Does your disability affect your education?

I have the motor neuron disorder called spinal muscular atrophy. Due to the severity of my disability, I am only able to move the index finger of my right hand. With my index finger, I have the ability to use a computer with a trackball mouse and an onscreen virtual keyboard with word prediction. Studying computing with a disability is difficult, however, it is possible to succeed with the help of campus support services and professors about your individual needs and accommodations. In my own experience, Student Support Services at UMBC has helped me effectively communicate with professors, arrange extended time to submit course work, attend classes remotely via Skype, and secure electronic books.

How did you get interested in computing?

I am passionate about computing because it allows me to maximize my potential without being hindered by my physical limitations. The field is highly accessible and accommodations are easy to implement if accessibility ever becomes an obstacle. Additionally, computing allows me the opportunity to contribute to assistive technology development that may help maximize the potential of other people with disabilities like mine.

Last year, my colleagues and I worked to improve path planning performance of robotic arm movements by caching frequent arm trajectories and creating a "roadmap" of actions to ensure fast user response times. Our approach resulted in a significant increase of a 56% faster time for the arm to reach out. This research work was presented at an international conference called Pervasive Technologies Related to Assistive Environments.

Last summer, I participated in an AccessComputing internship as a robotics interaction researcher. I implemented an accessible web interface to control a simulated robotic hand using WebGL. I also designed an interface with 3D graphical models, animations, and special effects using Blender and JavaScript.

Currently, my research project involves identifying the needs, expectations, and interaction preferences of people with disabilities when controlling a robot. Since standard robotics interfaces are not accessible, data collected from our study will be analyzed to shape the preliminary design of an accessible robotic interface based on unique user abilities, needs, and preferences.

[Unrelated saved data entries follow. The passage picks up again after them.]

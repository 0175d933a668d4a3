/// Error codes with category prefix
///
/// Categories:
/// - NET: Network connectivity errors
/// - REG: Registry responses
/// - MAN: Project manifest (package.json)
/// - CMD: External command execution
/// - SCF: Scaffolding tool
/// - IO: File system operations
/// - INT: Unexpected internal errors
#[derive(Debug, Clone, Copy, PartialEq, Eq)]
pub enum ErrorCode {
    // Network errors (NET001-NET099)
    /// Connection failed
    Net001,

    // Registry errors (REG001-REG099)
    /// Non-success status
    Reg001,
    /// Malformed JSON body
    Reg002,
    /// Invalid registry base URL
    Reg003,

    // Manifest errors (MAN001-MAN099)
    /// package.json could not be parsed
    Man001,

    // Command errors (CMD001-CMD099)
    /// Command exited unsuccessfully
    Cmd001,
    /// Command could not be started
    Cmd002,

    // Scaffold errors (SCF001-SCF099)
    /// Scaffolding tool failed
    Scf001,

    // I/O errors (IO001-IO099)
    /// File system operation failed
    Io001,

    // Internal errors (INT001-INT099)
    /// Unexpected internal error
    Int001,
}

impl ErrorCode {
    /// Returns the error code string (e.g., "NET001")
    pub fn as_str(&self) -> &'static str {
        match self {
            ErrorCode::Net001 => "NET001",
            ErrorCode::Reg001 => "REG001",
            ErrorCode::Reg002 => "REG002",
            ErrorCode::Reg003 => "REG003",
            ErrorCode::Man001 => "MAN001",
            ErrorCode::Cmd001 => "CMD001",
            ErrorCode::Cmd002 => "CMD002",
            ErrorCode::Scf001 => "SCF001",
            ErrorCode::Io001 => "IO001",
            ErrorCode::Int001 => "INT001",
        }
    }

    /// Returns the general cause description
    pub fn cause(&self) -> &'static str {
        match self {
            ErrorCode::Net001 => "Unable to establish network connection to the registry",
            ErrorCode::Reg001 => "The registry responded with an error status",
            ErrorCode::Reg002 => "The registry response was not valid JSON",
            ErrorCode::Reg003 => "The configured registry URL is not a valid URL",
            ErrorCode::Man001 => "The project's package.json could not be parsed",
            ErrorCode::Cmd001 => "An external command exited with a failure status",
            ErrorCode::Cmd002 => "An external command could not be started",
            ErrorCode::Scf001 => "The scaffolding tool failed to add the component",
            ErrorCode::Io001 => "A file system operation failed",
            ErrorCode::Int001 => "An unexpected internal error occurred",
        }
    }

    /// Returns remediation steps
    pub fn remediation(&self) -> &'static str {
        match self {
            ErrorCode::Net001 => "1. Check your internet connection\n2. Verify DEVCN_UI_REGISTRY_URL if you set it\n3. Try again later if the registry is down",
            ErrorCode::Reg001 => "1. Verify the component name is correct\n2. Use 'devcn-ui list' to see available components",
            ErrorCode::Reg002 => "1. Verify DEVCN_UI_REGISTRY_URL points to a devcn-ui registry\n2. Try again later",
            ErrorCode::Reg003 => "1. Set DEVCN_UI_REGISTRY_URL to an absolute http(s) URL\n2. Unset it to use the default registry",
            ErrorCode::Man001 => "1. Check package.json for syntax errors\n2. Run your package manager to validate it",
            ErrorCode::Cmd001 => "1. Re-run the printed command manually to see its output\n2. Check that your package manager works in this project",
            ErrorCode::Cmd002 => "1. Ensure Node.js and npx are installed\n2. Check that the command is on your PATH",
            ErrorCode::Scf001 => "1. Run 'npx shadcn@latest init' in your project first\n2. Re-run the add command with --verbose",
            ErrorCode::Io001 => "1. Check file/directory permissions\n2. Verify the project directory exists",
            ErrorCode::Int001 => "1. Try the operation again\n2. Report the issue with debug logs (--verbose)",
        }
    }
}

To promote disability awareness on campus, I founded and led UMBC’s first organization for students with disabilities, the Society of Inspiring Individuals with Abilities (SISIA). In that organization, I led seminars to help develop self-advocacy skills and led members to fulfill a monthly service project, such as a food drive.

What are you going to do with your degree?

After graduate school, I am interested in conducting research and teaching. I want to emphasize the importance of an inclusive environment for all by conducting academic research. I hope to advance technology development and increase diversity as a leader in computing, accessibility, and robotics. I want to increase the active participation of underrepresented minority groups in the community locally, nationwide, and internationally via research, especially people with disabilities, in order to improve their quality of life.

Why should I study computing?

Computing is a great field to get into. Technology keeps growing every year so computing jobs will always be in high demand. If you’re interested in a career in computing, take some time to figure out what your goals are. Find a mentor in a computing field who can help you learn more about what it’s like. Learn more by browsing technical websites, like the Institute of Electrical and Electronics Engineers (IEEE) Spectrum and Wired.com—they are a rich source of inspiration and a way to keep up to date with current technology trends. And practice your programming skills—they’re important!

Patience is important for learning in any domain—the same is true for computing. Passion is essential to fuel the energy for learning. Persistence is necessary to overcome any obstacles in learning computing.

Come join us! You won't regret the best decision in your life. You could make very significant contributions in this field and be acknowledged for your abilities.